Mitchell Sunny D, Willey Shawna C, Beitsch Peter, Feldman Sheldon
3241 Suite A, Main St., Stratford, CT, USA.
MedStar Georgetown University Hospital, Washington, DC, USA.
Gland Surg. 2018 Jun;7(3):247-257. doi: 10.21037/gs.2017.09.10.
The American Society of Breast Surgeons (ASBrS) Nipple Sparing Mastectomy Registry (NSMR) is a prospective, non-randomized, IRB approved, multi-institutional registry. The purpose of this Registry is to provide a large, prospective, non-randomized database of patient characteristics, tumor characteristics, surgical technique, and outcome (both aesthetic and oncologic) of the nipple sparing mastectomy (NSM).
Data is entered into the ASBrS NSMR, housed within the Mastery of Surgery Program, after patients consent to participation. Each investigator routinely offers NSM in their practice has obtained IRB approval and completed forms of agreement to participate in the ASBrS NSMR.

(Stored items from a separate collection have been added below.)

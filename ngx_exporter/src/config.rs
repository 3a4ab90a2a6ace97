//! Exporter configuration.
//!
//! A YAML file supplies the listener, the status URLs to scrape and the HTTP
//! client timeouts. Every problem found here is returned to the caller, and
//! [`Config::endpoints`] turns the URL lists into labeled [`Endpoint`]s.
use std::{
    fs, io,
    net::SocketAddr,
    path::{Path, PathBuf},
    sync::Arc,
    time::Duration,
};

use serde::Deserialize;
use url::{Host, Url};

use crate::{
    measurement::Labels,
    scraper::{Format, plus::PeerFilter},
};

/// Errors produced by [`Config`]
#[derive(thiserror::Error, Debug)]
pub enum Error {
    /// Error for a serde [`serde_yaml`].
    #[error("Failed to deserialize yaml: {0}")]
    SerdeYaml(#[from] serde_yaml::Error),
    /// Error reading config file
    #[error("Failed to read config file {path:?}: {source}")]
    ReadFile {
        /// File path
        path: PathBuf,
        /// Underlying IO error
        #[source]
        source: Box<io::Error>,
    },
    /// A status URL could not be parsed.
    #[error("unable to parse address '{url}': {source}")]
    InvalidUrl {
        /// The offending URL
        url: String,
        /// Underlying parse error
        #[source]
        source: url::ParseError,
    },
    /// A status URL has no host to label its measurements with.
    #[error("address '{0}' has no host")]
    MissingHost(String),
    /// Neither kind of status URL was configured.
    #[error("no nginx or nginx plus stats url specified")]
    NoEndpoints,
}

fn default_namespace() -> String {
    "nginx".to_string()
}

fn default_listen_address() -> SocketAddr {
    SocketAddr::from(([0, 0, 0, 0], 9001))
}

fn default_metrics_path() -> String {
    "/metrics".to_string()
}

fn default_connect_timeout_milliseconds() -> u64 {
    3_000
}

fn default_request_timeout_milliseconds() -> u64 {
    4_000
}

/// Main configuration struct for this program
#[derive(Debug, Deserialize, PartialEq, Eq, Clone)]
#[serde(deny_unknown_fields)]
pub struct Config {
    /// Prefix of every exported metric name
    #[serde(default = "default_namespace")]
    pub namespace: String,
    /// Address on which to expose metrics
    #[serde(default = "default_listen_address")]
    pub listen_address: SocketAddr,
    /// Path under which to expose metrics
    #[serde(default = "default_metrics_path")]
    pub metrics_path: String,
    /// nginx `stub_status` URLs to scrape
    #[serde(default)]
    pub stub_status_urls: Vec<String>,
    /// nginx plus status URLs to scrape
    #[serde(default)]
    pub plus_status_urls: Vec<String>,
    /// Upstream peer addresses to leave out of nginx plus scrapes
    #[serde(default)]
    pub exclude_upstream_peers: Vec<String>,
    /// Time allowed to establish a connection to a status endpoint
    #[serde(default = "default_connect_timeout_milliseconds")]
    pub connect_timeout_milliseconds: u64,
    /// Time allowed for a whole status request
    #[serde(default = "default_request_timeout_milliseconds")]
    pub request_timeout_milliseconds: u64,
}

impl Default for Config {
    fn default() -> Self {
        Self {
            namespace: default_namespace(),
            listen_address: default_listen_address(),
            metrics_path: default_metrics_path(),
            stub_status_urls: Vec::new(),
            plus_status_urls: Vec::new(),
            exclude_upstream_peers: Vec::new(),
            connect_timeout_milliseconds: default_connect_timeout_milliseconds(),
            request_timeout_milliseconds: default_request_timeout_milliseconds(),
        }
    }
}

impl Config {
    /// Read a [`Config`] from the YAML file at `path`.
    ///
    /// # Errors
    ///
    /// Returns an error if the file cannot be read or is not a valid
    /// configuration.
    pub fn from_path(path: &Path) -> Result<Self, Error> {
        let contents = fs::read_to_string(path).map_err(|source| Error::ReadFile {
            path: path.to_path_buf(),
            source: Box::new(source),
        })?;
        Ok(serde_yaml::from_str(&contents)?)
    }

    /// Connect timeout as a [`Duration`].
    #[must_use]
    pub fn connect_timeout(&self) -> Duration {
        Duration::from_millis(self.connect_timeout_milliseconds)
    }

    /// Request timeout as a [`Duration`].
    #[must_use]
    pub fn request_timeout(&self) -> Duration {
        Duration::from_millis(self.request_timeout_milliseconds)
    }

    /// Build the endpoint list, `stub_status` URLs first.
    ///
    /// # Errors
    ///
    /// Returns an error if any URL is invalid or no URL is configured at all.
    pub fn endpoints(&self) -> Result<Vec<Endpoint>, Error> {
        if self.stub_status_urls.is_empty() && self.plus_status_urls.is_empty() {
            return Err(Error::NoEndpoints);
        }

        let exclude: Arc<PeerFilter> =
            Arc::new(self.exclude_upstream_peers.iter().cloned().collect());

        let stub = self
            .stub_status_urls
            .iter()
            .map(|url| Endpoint::new(url, Format::StubStatus, Arc::default()));
        let plus = self
            .plus_status_urls
            .iter()
            .map(|url| Endpoint::new(url, Format::Plus, Arc::clone(&exclude)));
        stub.chain(plus).collect()
    }
}

/// A status endpoint to scrape.
#[derive(Debug, Clone, PartialEq, Eq)]
pub struct Endpoint {
    /// Where the report is served.
    pub url: Url,
    /// Which report format the endpoint serves.
    pub format: Format,
    /// Base labels identifying this endpoint.
    pub labels: Labels,
    /// Upstream peers to skip when walking this endpoint's report.
    pub exclude: Arc<PeerFilter>,
}

impl Endpoint {
    /// Create a new [`Endpoint`], labeling it with the URL's host and port.
    ///
    /// # Errors
    ///
    /// Returns an error if `url` does not parse or has no host.
    pub fn new(url: &str, format: Format, exclude: Arc<PeerFilter>) -> Result<Self, Error> {
        let parsed = Url::parse(url).map_err(|source| Error::InvalidUrl {
            url: url.to_string(),
            source,
        })?;
        // IPv6 literals are labeled without their brackets
        let host = match parsed.host() {
            Some(Host::Domain(domain)) => domain.to_string(),
            Some(Host::Ipv4(addr)) => addr.to_string(),
            Some(Host::Ipv6(addr)) => addr.to_string(),
            None => return Err(Error::MissingHost(url.to_string())),
        };
        let port = parsed
            .port_or_known_default()
            .map(|p| p.to_string())
            .unwrap_or_default();

        let mut labels = Labels::new();
        labels.insert("server".to_string(), host);
        labels.insert("port".to_string(), port);

        Ok(Self {
            url: parsed,
            format,
            labels,
            exclude,
        })
    }
}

This data set represents a total of 1,935 NSMs performed on 1,170 patients by 98 investigators from 70 institutions/sites. Of the 1,935 NSMs: 833 were performed for an indication of cancer [594 invasive carcinoma and 239 for ductal carcinoma in situ (DCIS)] and 1,102 were prophylactic. Of the 1,170 total patients, 352 underwent a unilateral and 818 underwent a bilateral NSM. Recurrence at a mean follow-up of 31 months/median follow-up of 27 months, with a range of 9.7 to 58.3 months since surgery was 1.4% with no recurrences at the nipple or nipple areola complex (NAC). Cancer occurrence (0.3%) also did not involve the nipple/NAC. Overall patient satisfaction of excellent/good: 94.9% and overall cosmesis (surgeon rated) of excellent/good was 96.4%. Overall infection rates included flap infection of 4.4%, NAC complication rate of 4.5% (defined as necrosis/other or ischemia/epidermolysis requiring surgery), and a 10% rate of NAC epidermolysis with full recovery.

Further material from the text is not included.